▶ _Problem description_:
A bare number is the expected answer: the count of lines in the records that contain the word "Copy".

══ Material for the task ══

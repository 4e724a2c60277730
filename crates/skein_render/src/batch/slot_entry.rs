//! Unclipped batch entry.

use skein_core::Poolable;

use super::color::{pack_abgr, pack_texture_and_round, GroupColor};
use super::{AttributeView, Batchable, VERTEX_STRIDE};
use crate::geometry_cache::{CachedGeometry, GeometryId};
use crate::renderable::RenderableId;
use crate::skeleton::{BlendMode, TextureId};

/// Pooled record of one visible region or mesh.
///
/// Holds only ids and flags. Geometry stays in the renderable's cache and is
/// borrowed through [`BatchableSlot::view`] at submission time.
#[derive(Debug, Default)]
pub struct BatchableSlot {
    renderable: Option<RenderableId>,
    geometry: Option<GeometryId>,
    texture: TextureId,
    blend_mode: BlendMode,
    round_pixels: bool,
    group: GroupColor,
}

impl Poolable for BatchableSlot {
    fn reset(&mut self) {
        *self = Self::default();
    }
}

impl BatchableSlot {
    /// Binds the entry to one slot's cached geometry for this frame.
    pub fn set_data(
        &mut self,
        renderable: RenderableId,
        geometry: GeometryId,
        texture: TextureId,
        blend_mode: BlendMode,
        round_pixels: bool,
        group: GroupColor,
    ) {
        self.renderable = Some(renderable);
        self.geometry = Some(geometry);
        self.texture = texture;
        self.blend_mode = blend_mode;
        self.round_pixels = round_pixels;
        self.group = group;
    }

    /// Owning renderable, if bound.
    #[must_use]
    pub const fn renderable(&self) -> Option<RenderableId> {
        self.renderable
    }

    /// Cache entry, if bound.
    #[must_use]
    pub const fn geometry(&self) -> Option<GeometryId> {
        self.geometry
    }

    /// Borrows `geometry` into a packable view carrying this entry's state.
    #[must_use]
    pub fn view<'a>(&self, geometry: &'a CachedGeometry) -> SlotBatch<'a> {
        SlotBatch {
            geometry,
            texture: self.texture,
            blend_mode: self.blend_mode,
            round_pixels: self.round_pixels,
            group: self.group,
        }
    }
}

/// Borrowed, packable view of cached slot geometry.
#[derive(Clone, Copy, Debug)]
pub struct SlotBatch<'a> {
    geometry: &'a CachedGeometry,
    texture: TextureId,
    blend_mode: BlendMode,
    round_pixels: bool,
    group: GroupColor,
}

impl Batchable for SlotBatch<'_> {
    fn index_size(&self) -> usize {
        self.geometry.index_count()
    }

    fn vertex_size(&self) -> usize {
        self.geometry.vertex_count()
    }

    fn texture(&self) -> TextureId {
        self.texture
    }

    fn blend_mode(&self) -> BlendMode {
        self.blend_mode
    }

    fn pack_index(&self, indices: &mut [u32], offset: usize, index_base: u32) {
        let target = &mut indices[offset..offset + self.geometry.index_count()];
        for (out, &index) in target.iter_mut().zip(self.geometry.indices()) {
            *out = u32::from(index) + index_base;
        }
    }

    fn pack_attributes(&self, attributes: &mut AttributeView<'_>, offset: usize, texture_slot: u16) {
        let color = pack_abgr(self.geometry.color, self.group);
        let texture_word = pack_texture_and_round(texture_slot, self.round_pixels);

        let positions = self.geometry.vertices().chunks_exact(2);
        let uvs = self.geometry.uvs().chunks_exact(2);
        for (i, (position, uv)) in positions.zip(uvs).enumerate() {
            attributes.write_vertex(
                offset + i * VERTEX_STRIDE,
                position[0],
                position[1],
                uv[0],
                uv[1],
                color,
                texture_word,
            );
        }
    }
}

═══
══ Material for the task ══

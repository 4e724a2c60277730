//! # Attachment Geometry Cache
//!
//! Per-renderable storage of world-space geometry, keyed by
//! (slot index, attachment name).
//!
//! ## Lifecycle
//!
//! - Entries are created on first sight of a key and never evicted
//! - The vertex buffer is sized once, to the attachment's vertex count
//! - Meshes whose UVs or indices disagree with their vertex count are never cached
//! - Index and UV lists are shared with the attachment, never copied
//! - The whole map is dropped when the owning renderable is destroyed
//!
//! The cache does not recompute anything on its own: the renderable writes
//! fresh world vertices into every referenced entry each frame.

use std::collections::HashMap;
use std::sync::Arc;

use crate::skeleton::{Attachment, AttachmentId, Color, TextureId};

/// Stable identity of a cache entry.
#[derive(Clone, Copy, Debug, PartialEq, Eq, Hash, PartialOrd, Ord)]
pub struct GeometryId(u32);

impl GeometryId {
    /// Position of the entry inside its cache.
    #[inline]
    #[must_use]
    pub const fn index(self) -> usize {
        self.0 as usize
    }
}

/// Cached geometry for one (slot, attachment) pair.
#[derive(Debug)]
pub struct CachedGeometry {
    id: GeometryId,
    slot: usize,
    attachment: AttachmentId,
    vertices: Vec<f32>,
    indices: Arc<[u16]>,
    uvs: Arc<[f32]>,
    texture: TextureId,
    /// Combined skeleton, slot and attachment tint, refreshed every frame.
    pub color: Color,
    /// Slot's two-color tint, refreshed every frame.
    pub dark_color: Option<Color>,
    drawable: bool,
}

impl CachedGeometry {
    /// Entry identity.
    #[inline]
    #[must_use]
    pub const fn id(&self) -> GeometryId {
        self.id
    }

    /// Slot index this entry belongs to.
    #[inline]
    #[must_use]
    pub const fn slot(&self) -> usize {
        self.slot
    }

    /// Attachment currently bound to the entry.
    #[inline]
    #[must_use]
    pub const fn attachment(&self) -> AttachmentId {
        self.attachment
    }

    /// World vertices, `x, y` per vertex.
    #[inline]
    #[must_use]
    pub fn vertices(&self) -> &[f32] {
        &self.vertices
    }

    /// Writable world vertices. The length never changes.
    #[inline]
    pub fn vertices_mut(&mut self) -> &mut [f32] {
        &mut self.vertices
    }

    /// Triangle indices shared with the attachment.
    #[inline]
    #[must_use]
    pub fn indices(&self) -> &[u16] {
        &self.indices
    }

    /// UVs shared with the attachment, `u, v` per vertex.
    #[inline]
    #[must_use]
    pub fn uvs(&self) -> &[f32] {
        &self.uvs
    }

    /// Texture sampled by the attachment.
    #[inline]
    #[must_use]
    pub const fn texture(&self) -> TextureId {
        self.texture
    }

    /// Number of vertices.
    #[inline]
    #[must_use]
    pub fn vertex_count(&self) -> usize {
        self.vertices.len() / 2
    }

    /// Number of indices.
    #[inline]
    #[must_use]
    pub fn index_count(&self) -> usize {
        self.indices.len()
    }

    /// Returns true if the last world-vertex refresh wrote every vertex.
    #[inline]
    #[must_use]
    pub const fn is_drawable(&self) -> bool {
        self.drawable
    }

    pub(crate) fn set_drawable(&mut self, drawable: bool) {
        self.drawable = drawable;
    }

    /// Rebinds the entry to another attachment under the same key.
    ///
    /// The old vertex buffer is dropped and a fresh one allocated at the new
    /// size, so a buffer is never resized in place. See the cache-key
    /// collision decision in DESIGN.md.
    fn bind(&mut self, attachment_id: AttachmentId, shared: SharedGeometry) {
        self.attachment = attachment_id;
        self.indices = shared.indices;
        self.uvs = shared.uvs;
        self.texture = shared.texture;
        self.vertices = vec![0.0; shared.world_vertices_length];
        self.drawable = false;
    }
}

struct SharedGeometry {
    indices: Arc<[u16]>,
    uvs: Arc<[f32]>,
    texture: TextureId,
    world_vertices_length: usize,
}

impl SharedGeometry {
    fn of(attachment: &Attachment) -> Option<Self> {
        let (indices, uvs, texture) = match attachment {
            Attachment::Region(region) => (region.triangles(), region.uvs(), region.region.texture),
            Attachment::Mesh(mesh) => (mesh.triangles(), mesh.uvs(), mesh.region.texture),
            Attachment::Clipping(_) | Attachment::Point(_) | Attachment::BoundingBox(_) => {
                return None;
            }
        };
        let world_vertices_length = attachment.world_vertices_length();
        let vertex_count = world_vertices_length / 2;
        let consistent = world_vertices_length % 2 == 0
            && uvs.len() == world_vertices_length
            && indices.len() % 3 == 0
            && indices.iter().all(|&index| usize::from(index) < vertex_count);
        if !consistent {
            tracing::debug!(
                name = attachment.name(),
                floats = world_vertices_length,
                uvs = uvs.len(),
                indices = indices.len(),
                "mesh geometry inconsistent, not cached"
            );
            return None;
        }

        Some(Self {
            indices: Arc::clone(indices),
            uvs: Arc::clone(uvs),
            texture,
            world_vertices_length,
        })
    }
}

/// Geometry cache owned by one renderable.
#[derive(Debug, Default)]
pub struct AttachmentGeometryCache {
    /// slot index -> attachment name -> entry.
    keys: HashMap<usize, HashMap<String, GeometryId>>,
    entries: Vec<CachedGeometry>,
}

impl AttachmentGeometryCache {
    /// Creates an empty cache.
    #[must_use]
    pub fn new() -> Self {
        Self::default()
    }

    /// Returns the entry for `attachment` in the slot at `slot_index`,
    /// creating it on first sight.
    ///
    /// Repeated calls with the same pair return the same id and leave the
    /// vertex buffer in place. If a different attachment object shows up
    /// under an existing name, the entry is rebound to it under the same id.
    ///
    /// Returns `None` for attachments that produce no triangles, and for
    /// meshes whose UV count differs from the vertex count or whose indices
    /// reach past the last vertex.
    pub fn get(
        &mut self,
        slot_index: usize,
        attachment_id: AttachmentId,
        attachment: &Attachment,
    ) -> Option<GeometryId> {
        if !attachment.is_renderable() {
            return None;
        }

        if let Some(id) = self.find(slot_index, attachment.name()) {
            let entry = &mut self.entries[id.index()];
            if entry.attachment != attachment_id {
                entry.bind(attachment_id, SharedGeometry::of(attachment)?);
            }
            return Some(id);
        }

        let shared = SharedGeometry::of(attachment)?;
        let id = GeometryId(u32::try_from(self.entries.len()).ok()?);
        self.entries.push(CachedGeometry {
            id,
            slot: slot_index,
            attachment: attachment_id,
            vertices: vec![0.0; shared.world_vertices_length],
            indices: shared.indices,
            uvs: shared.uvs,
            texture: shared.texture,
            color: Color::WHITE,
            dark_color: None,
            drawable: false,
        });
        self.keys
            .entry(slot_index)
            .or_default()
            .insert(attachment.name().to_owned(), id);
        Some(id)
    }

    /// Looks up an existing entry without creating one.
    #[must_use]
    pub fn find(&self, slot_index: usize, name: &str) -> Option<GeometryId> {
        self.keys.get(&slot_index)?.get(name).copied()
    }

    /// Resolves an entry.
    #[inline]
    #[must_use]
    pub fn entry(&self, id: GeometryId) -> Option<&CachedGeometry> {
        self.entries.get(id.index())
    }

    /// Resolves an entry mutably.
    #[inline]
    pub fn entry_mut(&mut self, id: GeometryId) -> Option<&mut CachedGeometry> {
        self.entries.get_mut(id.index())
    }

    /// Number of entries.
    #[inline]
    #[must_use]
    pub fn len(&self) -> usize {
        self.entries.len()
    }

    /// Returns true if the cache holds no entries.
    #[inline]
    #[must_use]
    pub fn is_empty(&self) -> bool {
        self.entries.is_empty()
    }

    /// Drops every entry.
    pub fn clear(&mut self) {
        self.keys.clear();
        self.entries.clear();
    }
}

═══

▶ _Your solution_:
2